Northumberland Youth Advisory Council
- Official NYAC logo.
- Type: Youth council
- Headquarters: Hamilton Township, Ontario
- Members: Youth ages 14-24
- Website: Official website

= Northumberland Youth Advisory Council =

The Northumberland Youth Advisory Council, NYAC, is a government-related youth voice program in Northumberland County, Ontario. The council provides scholarships, sponsors youth philanthropy programs, and hosts an annual Youth Opportunities Expo. Several members have been noted for their individual contributions to the province of Ontario through the NYAC.

==About==
The Northumberland Youth Advisory Council is improves social economic opportunities for young people in Northumberland. Goals include empowering and connecting young people through the creation of a Youth Council as an advisory voice to municipal government; to engage and retain youth as part of a sustainable youth strategy for Northumberland; to create an information forum that actively communicates and promotes opportunities for youth in business, politics and culture.

==Background==
The Northumberland Youth Advisory Council was established in the fall of 2005. Composed of approximately 25 young people between the ages of 14 and 24 who represent various organizations throughout Northumberland, the organization is funded in part by the County of Northumberland.

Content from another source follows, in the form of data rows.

//! Domain identifiers (strongly-typed IDs).
//!
//! ULID ベースの ID を Phantom type で型付けする。
//! `TaskId` と `GroupId` は同じ 16 bytes だが、コンパイル時に混同できない。
//! IDs exist for log correlation only; nothing is persisted.

use std::fmt;
use std::marker::PhantomData;
use ulid::Ulid;

/// Marker trait providing the `Display` prefix of each ID kind.
pub trait IdMarker: Send + Sync + 'static {
    fn prefix() -> &'static str;
}

#[repr(transparent)]
#[derive(Debug, Clone, Copy, PartialEq, Eq, Hash, PartialOrd, Ord)]
pub struct Id<T: IdMarker> {
    ulid: Ulid,
    _marker: PhantomData<T>,
}

impl<T: IdMarker> Id<T> {
    pub fn from_ulid(ulid: Ulid) -> Self {
        Self {
            ulid,
            _marker: PhantomData,
        }
    }

    /// Fresh, time-ordered ID.
    pub fn generate() -> Self {
        Self::from_ulid(Ulid::new())
    }

    pub fn as_ulid(&self) -> Ulid {
        self.ulid
    }
}

impl<T: IdMarker> From<Ulid> for Id<T> {
    fn from(ulid: Ulid) -> Self {
        Self::from_ulid(ulid)
    }
}

impl<T: IdMarker> fmt::Display for Id<T> {
    fn fmt(&self, f: &mut fmt::Formatter<'_>) -> fmt::Result {
        write!(f, "{}{}", T::prefix(), self.ulid)
    }
}

/// Task のマーカー型
#[derive(Debug, Clone, Copy, PartialEq, Eq, Hash, PartialOrd, Ord)]
pub enum TaskMarker {}

impl IdMarker for TaskMarker {
    fn prefix() -> &'static str {
        "task-"
    }
}

/// Fan-out group のマーカー型
#[derive(Debug, Clone, Copy, PartialEq, Eq, Hash, PartialOrd, Ord)]
pub enum GroupMarker {}

impl IdMarker for GroupMarker {
    fn prefix() -> &'static str {
        "group-"
    }
}

/// Identifier of one Task instance.
pub type TaskId = Id<TaskMarker>;

/// Identifier of one fan-out call (its cancellation domain).
pub type GroupId = Id<GroupMarker>;

#[cfg(test)]
mod tests {
    use super::*;

    #[test]
    fn ids_carry_their_prefix() {
        let ulid = Ulid::new();
        let task = TaskId::from_ulid(ulid);
        let group: GroupId = ulid.into();

        assert_eq!(task.as_ulid(), group.as_ulid());
        assert_eq!(task.to_string(), format!("task-{ulid}"));
        assert_eq!(group.to_string(), format!("group-{ulid}"));
        // let _: TaskId = group; // <- does not compile
    }

    #[test]
    fn generated_ids_are_distinct() {
        assert_ne!(TaskId::generate(), TaskId::generate());
    }

    #[test]
    fn phantom_data_does_not_consume_memory() {
        use std::mem::size_of;
        assert_eq!(size_of::<TaskId>(), size_of::<Ulid>());
        assert_eq!(size_of::<GroupId>(), 16);
    }
}
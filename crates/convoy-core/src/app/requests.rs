//! Requests - NetworkClient を束縛した Task の生成
//!
//! The client is injected once here; every builder returns a fresh [`Task`]
//! with its own cancellation token.
//!
//! ```ignore
//! let requests = Requests::new(Arc::new(client), ClientDefaults::default());
//! let mut task = requests.get_one();
//! let envelope = task.run(2).await;
//! ```

use std::sync::Arc;

use super::task::Task;
use crate::config::ClientDefaults;
use crate::ports::{ListQuery, NetworkClient};

pub struct Requests<C: NetworkClient> {
    client: Arc<C>,
    defaults: ClientDefaults,
}

impl<C: NetworkClient> Clone for Requests<C> {
    fn clone(&self) -> Self {
        Self {
            client: Arc::clone(&self.client),
            defaults: self.defaults.clone(),
        }
    }
}

impl<C: NetworkClient> Requests<C> {
    pub fn new(client: Arc<C>, defaults: ClientDefaults) -> Self {
        Self { client, defaults }
    }

    pub fn client(&self) -> &Arc<C> {
        &self.client
    }

    /// Paged list. Unset page / per_page fall back to [`ClientDefaults`].
    pub fn list(&self) -> Task<ListQuery, Vec<C::Item>> {
        let client = Arc::clone(&self.client);
        let defaults = self.defaults.clone();
        Task::new(move |query: ListQuery| {
            let client = Arc::clone(&client);
            let query = ListQuery {
                page: query.page.or(Some(defaults.page)),
                per_page: query.per_page.or(Some(defaults.per_page)),
            };
            async move { client.get_list(query).await }
        })
    }

    pub fn get_one(&self) -> Task<u64, C::Item> {
        let client = Arc::clone(&self.client);
        Task::new(move |id: u64| {
            let client = Arc::clone(&client);
            async move { client.get_one(id).await }
        })
    }

    pub fn create(&self) -> Task<C::Draft, C::Item> {
        let client = Arc::clone(&self.client);
        Task::new(move |draft: C::Draft| {
            let client = Arc::clone(&client);
            async move { client.create(draft).await }
        })
    }

    pub fn update(&self) -> Task<(u64, C::Draft), C::Item> {
        let client = Arc::clone(&self.client);
        Task::new(move |(id, draft): (u64, C::Draft)| {
            let client = Arc::clone(&client);
            async move { client.update(id, draft).await }
        })
    }
}
//! InMemoryClient - 開発・テスト用の NetworkClient
//!
//! Behaves like a small paged REST resource (`page`, `per_page`, `total`,
//! `total_pages`) backed by a map. Latency, per-id failures and an offline
//! switch can be injected to exercise the failure paths.

use std::collections::{BTreeMap, HashMap};
use std::sync::atomic::{AtomicBool, AtomicU64, Ordering};
use std::time::Duration;

use async_trait::async_trait;
use serde::{Deserialize, Serialize};
use tokio::sync::Mutex;

use crate::domain::{Pagination, TransportError};
use crate::ports::{ListQuery, NetworkClient, RawResponse};

const DEFAULT_PER_PAGE: u32 = 6;

#[derive(Debug, Clone, PartialEq, Eq, Serialize, Deserialize)]
pub struct Record {
    pub id: u64,
    pub name: String,
    pub job: String,
}

/// Body of create/update.
#[derive(Debug, Clone, PartialEq, Eq, Serialize, Deserialize)]
pub struct RecordDraft {
    pub name: String,
    pub job: String,
}

impl RecordDraft {
    pub fn new(name: impl Into<String>, job: impl Into<String>) -> Self {
        Self {
            name: name.into(),
            job: job.into(),
        }
    }
}

pub struct InMemoryClient {
    records: Mutex<BTreeMap<u64, Record>>,
    next_id: AtomicU64,
    offline: AtomicBool,
    latency: Duration,
    /// Extra latency for `get_one(id)`.
    delays: HashMap<u64, Duration>,
    /// Status returned by `get_one(id)` / `update(id, ..)` instead of the record.
    failures: HashMap<u64, i32>,
}

impl InMemoryClient {
    pub fn new() -> Self {
        Self {
            records: Mutex::new(BTreeMap::new()),
            next_id: AtomicU64::new(1),
            offline: AtomicBool::new(false),
            latency: Duration::ZERO,
            delays: HashMap::new(),
            failures: HashMap::new(),
        }
    }

    /// Client pre-filled with records `1..=n`.
    pub fn seeded(n: u64) -> Self {
        let records = (1..=n)
            .map(|id| {
                let record = Record {
                    id,
                    name: format!("user-{id}"),
                    job: "member".to_string(),
                };
                (id, record)
            })
            .collect();
        Self {
            records: Mutex::new(records),
            next_id: AtomicU64::new(n + 1),
            ..Self::new()
        }
    }

    pub fn with_latency(mut self, latency: Duration) -> Self {
        self.latency = latency;
        self
    }

    pub fn with_delay(mut self, id: u64, delay: Duration) -> Self {
        self.delays.insert(id, delay);
        self
    }

    pub fn with_failure(mut self, id: u64, status: i32) -> Self {
        self.failures.insert(id, status);
        self
    }

    pub fn set_offline(&self, offline: bool) {
        self.offline.store(offline, Ordering::SeqCst);
    }

    async fn round_trip(&self, extra: Duration) -> Result<(), TransportError> {
        let wait = self.latency + extra;
        if !wait.is_zero() {
            tokio::time::sleep(wait).await;
        }
        if self.offline.load(Ordering::SeqCst) {
            return Err(TransportError::Unreachable(
                "in-memory client is offline".to_string(),
            ));
        }
        Ok(())
    }

    fn injected_failure<T>(&self, id: u64) -> Option<RawResponse<T>> {
        self.failures
            .get(&id)
            .map(|&status| RawResponse::error(status, Some(format!("injected failure for id {id}"))))
    }
}

impl Default for InMemoryClient {
    fn default() -> Self {
        Self::new()
    }
}

#[async_trait]
impl NetworkClient for InMemoryClient {
    type Item = Record;
    type Draft = RecordDraft;

    async fn get_list(&self, query: ListQuery) -> Result<RawResponse<Vec<Record>>, TransportError> {
        self.round_trip(Duration::ZERO).await?;

        let page = query.page.unwrap_or(1).max(1);
        let per_page = query.per_page.unwrap_or(DEFAULT_PER_PAGE).max(1);

        let records = self.records.lock().await;
        let total = records.len() as u64;
        let total_pages = total.div_ceil(per_page as u64);
        let items: Vec<Record> = records
            .values()
            .skip(((page as u64 - 1) * per_page as u64) as usize)
            .take(per_page as usize)
            .cloned()
            .collect();

        let pagination = Pagination::new(
            page as i64,
            per_page as i64,
            total as i64,
            total_pages as i64,
        );
        Ok(RawResponse::ok(items).with_pagination(pagination))
    }

    async fn get_one(&self, id: u64) -> Result<RawResponse<Record>, TransportError> {
        let delay = self.delays.get(&id).copied().unwrap_or_default();
        self.round_trip(delay).await?;

        if let Some(failure) = self.injected_failure(id) {
            return Ok(failure);
        }
        let records = self.records.lock().await;
        Ok(match records.get(&id) {
            Some(record) => RawResponse::ok(record.clone()),
            None => RawResponse::error(404, None),
        })
    }

    async fn create(&self, draft: RecordDraft) -> Result<RawResponse<Record>, TransportError> {
        self.round_trip(Duration::ZERO).await?;

        let id = self.next_id.fetch_add(1, Ordering::SeqCst);
        let record = Record {
            id,
            name: draft.name,
            job: draft.job,
        };
        self.records.lock().await.insert(id, record.clone());

        let mut response = RawResponse::ok(record);
        response.status = 201;
        Ok(response)
    }

    async fn update(
        &self,
        id: u64,
        draft: RecordDraft,
    ) -> Result<RawResponse<Record>, TransportError> {
        self.round_trip(Duration::ZERO).await?;

        if let Some(failure) = self.injected_failure(id) {
            return Ok(failure);
        }
        let mut records = self.records.lock().await;
        Ok(match records.get_mut(&id) {
            Some(record) => {
                record.name = draft.name;
                record.job = draft.job;
                RawResponse::ok(record.clone())
            }
            None => RawResponse::error(404, None),
        })
    }
}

It is the first ever fully funded youth council in the history of Northumberland County.

==Membership==
The membership is provided through a youth representative being forwarded by the Municipality of Brighton, Municipality (town) of Trent Hills, Town of Cobourg, Municipality of Port Hope, Township of Cramahe, Township of Alnwick/Haldimand, Township of Hamilton, Campbellford District High School, Cobourg District Collegiate Institute East, Cobourg Collegiate Institute West, and others.

The General Membership is a non-appointed position and is open to all youth ages 14 to 24 in Northumberland County. Its members assist the Directors in addressing those issues that impact youth.